Work order: Your answer should consist solely of the lines from the first line of the data through the line with "pub struct TunnelCli", each reproduced exactly.

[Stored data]
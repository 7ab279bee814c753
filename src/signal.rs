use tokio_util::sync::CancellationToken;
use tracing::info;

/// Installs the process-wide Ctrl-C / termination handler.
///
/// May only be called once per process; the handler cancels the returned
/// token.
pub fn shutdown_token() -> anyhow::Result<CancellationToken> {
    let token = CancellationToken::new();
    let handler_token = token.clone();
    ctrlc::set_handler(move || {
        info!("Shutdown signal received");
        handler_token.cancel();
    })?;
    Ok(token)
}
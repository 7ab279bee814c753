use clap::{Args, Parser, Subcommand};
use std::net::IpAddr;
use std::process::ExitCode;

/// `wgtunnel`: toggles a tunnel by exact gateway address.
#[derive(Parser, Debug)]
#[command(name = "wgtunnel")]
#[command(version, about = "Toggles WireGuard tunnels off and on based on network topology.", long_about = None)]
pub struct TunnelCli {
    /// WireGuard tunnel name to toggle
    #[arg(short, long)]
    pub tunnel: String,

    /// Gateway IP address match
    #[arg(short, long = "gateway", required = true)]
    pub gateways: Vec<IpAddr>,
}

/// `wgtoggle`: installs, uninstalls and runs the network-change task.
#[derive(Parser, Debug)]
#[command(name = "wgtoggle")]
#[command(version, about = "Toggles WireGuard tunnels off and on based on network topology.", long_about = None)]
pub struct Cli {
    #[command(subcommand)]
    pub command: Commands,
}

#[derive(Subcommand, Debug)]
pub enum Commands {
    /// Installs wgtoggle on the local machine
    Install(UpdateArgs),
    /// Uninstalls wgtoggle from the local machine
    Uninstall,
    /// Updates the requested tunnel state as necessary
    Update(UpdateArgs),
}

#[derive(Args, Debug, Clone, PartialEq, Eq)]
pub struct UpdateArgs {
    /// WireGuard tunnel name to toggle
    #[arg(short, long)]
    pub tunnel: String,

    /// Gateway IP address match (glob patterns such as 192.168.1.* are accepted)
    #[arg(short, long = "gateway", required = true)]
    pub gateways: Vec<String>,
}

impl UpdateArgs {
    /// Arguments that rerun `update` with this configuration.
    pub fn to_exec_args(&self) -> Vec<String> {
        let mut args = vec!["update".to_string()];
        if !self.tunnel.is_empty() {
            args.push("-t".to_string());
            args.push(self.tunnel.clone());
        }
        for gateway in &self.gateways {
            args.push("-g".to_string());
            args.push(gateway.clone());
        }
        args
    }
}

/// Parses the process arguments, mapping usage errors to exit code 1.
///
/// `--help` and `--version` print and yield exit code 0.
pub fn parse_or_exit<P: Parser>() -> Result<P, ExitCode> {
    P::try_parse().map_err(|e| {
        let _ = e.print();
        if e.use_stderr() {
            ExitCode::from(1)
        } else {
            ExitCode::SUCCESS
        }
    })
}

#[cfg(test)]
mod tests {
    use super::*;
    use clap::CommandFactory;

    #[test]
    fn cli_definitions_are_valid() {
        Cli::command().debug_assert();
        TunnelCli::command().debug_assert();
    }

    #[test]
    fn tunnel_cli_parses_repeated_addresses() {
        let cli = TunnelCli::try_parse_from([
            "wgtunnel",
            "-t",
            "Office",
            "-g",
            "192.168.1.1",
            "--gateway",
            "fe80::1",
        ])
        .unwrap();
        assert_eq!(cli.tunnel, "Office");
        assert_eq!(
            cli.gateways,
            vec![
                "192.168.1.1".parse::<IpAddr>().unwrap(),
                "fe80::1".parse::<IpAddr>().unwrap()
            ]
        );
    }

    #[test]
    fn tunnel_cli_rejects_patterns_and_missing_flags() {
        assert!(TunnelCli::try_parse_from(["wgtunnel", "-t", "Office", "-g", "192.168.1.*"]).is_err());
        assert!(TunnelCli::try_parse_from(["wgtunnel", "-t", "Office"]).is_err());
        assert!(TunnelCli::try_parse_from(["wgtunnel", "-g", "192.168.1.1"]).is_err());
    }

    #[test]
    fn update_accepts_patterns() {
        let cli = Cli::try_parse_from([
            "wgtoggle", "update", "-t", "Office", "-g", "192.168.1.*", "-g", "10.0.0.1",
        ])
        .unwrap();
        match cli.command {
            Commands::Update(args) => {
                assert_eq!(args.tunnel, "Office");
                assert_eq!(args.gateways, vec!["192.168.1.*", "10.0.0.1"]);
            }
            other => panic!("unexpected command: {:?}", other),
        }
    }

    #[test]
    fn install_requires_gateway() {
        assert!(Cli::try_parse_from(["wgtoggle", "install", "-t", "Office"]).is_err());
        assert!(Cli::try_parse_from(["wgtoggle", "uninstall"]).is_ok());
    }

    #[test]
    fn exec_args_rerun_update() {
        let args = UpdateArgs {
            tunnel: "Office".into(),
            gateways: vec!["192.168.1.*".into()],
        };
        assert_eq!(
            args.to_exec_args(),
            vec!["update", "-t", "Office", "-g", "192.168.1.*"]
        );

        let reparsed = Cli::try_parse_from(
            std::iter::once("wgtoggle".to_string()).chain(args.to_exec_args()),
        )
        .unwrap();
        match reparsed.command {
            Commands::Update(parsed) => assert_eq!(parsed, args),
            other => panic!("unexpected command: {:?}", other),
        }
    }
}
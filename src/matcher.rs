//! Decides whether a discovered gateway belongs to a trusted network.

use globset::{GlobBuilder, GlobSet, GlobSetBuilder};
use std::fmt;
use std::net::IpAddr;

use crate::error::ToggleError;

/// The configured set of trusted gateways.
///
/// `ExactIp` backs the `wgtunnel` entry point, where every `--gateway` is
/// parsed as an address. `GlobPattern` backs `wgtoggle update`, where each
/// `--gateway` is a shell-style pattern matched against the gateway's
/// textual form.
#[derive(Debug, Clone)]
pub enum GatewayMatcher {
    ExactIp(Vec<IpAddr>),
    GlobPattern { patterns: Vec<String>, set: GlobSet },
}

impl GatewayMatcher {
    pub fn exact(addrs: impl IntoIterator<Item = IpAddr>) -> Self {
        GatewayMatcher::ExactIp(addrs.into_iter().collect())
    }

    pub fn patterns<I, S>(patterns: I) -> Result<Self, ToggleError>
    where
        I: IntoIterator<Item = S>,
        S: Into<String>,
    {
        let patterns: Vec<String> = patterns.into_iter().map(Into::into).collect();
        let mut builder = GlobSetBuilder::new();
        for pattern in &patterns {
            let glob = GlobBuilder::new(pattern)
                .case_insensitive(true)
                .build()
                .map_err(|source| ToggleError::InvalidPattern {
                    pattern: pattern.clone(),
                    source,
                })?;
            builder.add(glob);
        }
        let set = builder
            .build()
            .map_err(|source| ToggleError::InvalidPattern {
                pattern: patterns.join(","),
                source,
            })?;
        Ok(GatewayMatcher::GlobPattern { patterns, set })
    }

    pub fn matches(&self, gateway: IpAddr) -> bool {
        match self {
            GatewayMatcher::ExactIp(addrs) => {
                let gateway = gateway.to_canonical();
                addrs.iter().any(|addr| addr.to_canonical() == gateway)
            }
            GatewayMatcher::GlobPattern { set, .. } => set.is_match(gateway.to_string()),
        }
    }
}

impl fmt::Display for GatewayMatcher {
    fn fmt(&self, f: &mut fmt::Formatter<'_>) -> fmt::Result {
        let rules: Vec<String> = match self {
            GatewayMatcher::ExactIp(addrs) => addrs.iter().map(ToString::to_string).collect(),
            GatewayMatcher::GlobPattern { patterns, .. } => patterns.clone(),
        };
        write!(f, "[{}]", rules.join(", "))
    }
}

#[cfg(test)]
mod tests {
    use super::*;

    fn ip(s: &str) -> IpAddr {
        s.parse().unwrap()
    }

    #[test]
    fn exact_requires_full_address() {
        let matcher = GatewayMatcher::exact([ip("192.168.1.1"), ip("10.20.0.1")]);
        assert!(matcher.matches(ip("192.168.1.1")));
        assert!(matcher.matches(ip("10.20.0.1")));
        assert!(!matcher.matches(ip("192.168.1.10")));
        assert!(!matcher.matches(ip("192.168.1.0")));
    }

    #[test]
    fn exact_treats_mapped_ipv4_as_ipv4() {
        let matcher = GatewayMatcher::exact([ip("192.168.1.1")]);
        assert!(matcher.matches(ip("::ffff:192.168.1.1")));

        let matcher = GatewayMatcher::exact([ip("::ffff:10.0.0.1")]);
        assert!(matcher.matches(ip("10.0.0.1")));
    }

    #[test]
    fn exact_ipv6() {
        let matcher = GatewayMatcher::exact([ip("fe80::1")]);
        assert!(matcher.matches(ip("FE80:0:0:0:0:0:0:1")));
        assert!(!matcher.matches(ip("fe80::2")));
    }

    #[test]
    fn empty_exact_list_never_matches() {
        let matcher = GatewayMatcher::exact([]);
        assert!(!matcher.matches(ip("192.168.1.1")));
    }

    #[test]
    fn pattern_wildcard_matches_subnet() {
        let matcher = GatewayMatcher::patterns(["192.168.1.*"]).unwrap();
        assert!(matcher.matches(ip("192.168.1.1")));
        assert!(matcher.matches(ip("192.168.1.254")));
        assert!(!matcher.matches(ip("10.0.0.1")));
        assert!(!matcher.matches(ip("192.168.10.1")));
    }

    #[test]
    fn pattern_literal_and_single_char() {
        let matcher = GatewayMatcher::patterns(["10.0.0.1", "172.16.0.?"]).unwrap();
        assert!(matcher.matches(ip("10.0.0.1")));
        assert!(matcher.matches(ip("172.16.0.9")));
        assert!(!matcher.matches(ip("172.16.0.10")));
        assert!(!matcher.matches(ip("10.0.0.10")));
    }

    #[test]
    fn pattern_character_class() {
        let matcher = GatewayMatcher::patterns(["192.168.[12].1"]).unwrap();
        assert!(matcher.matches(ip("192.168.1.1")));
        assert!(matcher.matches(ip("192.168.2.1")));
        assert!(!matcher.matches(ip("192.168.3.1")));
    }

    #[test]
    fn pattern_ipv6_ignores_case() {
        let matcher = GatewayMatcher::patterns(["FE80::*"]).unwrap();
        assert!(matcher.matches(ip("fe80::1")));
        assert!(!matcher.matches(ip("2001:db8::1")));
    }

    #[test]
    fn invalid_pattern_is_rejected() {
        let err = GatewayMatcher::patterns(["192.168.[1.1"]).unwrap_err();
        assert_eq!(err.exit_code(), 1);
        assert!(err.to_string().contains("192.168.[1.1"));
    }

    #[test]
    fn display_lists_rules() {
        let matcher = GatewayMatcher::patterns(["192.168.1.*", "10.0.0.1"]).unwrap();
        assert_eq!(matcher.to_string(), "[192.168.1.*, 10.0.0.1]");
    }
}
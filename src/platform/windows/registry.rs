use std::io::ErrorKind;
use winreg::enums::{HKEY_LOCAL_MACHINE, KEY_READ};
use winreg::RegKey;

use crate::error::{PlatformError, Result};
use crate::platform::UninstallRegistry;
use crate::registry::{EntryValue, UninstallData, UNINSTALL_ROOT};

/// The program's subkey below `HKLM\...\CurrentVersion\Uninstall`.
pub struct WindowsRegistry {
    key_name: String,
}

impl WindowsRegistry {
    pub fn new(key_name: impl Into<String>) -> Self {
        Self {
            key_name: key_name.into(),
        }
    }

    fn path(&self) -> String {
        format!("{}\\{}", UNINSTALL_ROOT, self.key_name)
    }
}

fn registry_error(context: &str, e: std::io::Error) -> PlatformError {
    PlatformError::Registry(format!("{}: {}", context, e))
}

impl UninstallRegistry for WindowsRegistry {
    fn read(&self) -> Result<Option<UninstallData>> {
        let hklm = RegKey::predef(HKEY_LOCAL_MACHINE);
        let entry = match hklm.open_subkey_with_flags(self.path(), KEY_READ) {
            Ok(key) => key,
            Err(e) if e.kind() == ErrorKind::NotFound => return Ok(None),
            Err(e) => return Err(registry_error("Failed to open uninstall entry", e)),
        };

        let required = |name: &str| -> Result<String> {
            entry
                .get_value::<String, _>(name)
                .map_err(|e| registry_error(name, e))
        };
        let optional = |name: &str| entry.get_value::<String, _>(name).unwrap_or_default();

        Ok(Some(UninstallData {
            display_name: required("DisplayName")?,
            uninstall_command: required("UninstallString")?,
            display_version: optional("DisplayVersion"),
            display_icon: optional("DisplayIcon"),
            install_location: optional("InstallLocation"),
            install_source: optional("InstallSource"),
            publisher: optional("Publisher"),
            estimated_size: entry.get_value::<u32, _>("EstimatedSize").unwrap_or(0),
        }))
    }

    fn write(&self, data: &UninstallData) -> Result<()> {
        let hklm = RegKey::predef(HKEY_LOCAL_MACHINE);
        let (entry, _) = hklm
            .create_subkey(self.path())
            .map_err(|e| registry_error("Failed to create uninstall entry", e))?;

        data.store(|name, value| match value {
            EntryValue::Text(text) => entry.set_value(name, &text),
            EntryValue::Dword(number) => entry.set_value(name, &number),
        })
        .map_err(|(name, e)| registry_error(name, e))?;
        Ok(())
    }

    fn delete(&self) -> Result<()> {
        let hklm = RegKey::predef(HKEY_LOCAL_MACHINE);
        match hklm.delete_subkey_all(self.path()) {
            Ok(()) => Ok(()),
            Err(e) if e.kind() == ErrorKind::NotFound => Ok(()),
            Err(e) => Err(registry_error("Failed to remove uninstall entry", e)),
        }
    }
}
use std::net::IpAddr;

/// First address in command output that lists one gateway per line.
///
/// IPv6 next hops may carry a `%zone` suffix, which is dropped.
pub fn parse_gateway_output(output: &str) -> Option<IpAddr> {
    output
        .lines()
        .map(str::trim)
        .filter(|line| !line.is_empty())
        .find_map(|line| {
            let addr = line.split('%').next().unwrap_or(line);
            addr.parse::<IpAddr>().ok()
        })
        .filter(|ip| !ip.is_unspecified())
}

Expected output:
repository 7ab279bee814c753
filename src/signal.rs
use tokio_util::sync::CancellationToken;
use tracing::info;

/// Installs the process-wide Ctrl-C / termination handler.
///
/// May only be called once per process; the handler cancels the returned
/// token.
pub fn shutdown_token() -> anyhow::Result<CancellationToken> {
    let token = CancellationToken::new();
    let handler_token = token.clone();
    ctrlc::set_handler(move || {
        info!("Shutdown signal received");
        handler_token.cancel();
    })?;
    Ok(token)
}
repository 7ab279bee814c753
use clap::{Args, Parser, Subcommand};
use std::net::IpAddr;
use std::process::ExitCode;

/// `wgtunnel`: toggles a tunnel by exact gateway address.
#[derive(Parser, Debug)]
#[command(name = "wgtunnel")]
#[command(version, about = "Toggles WireGuard tunnels off and on based on network topology.", long_about = None)]
pub struct TunnelCli {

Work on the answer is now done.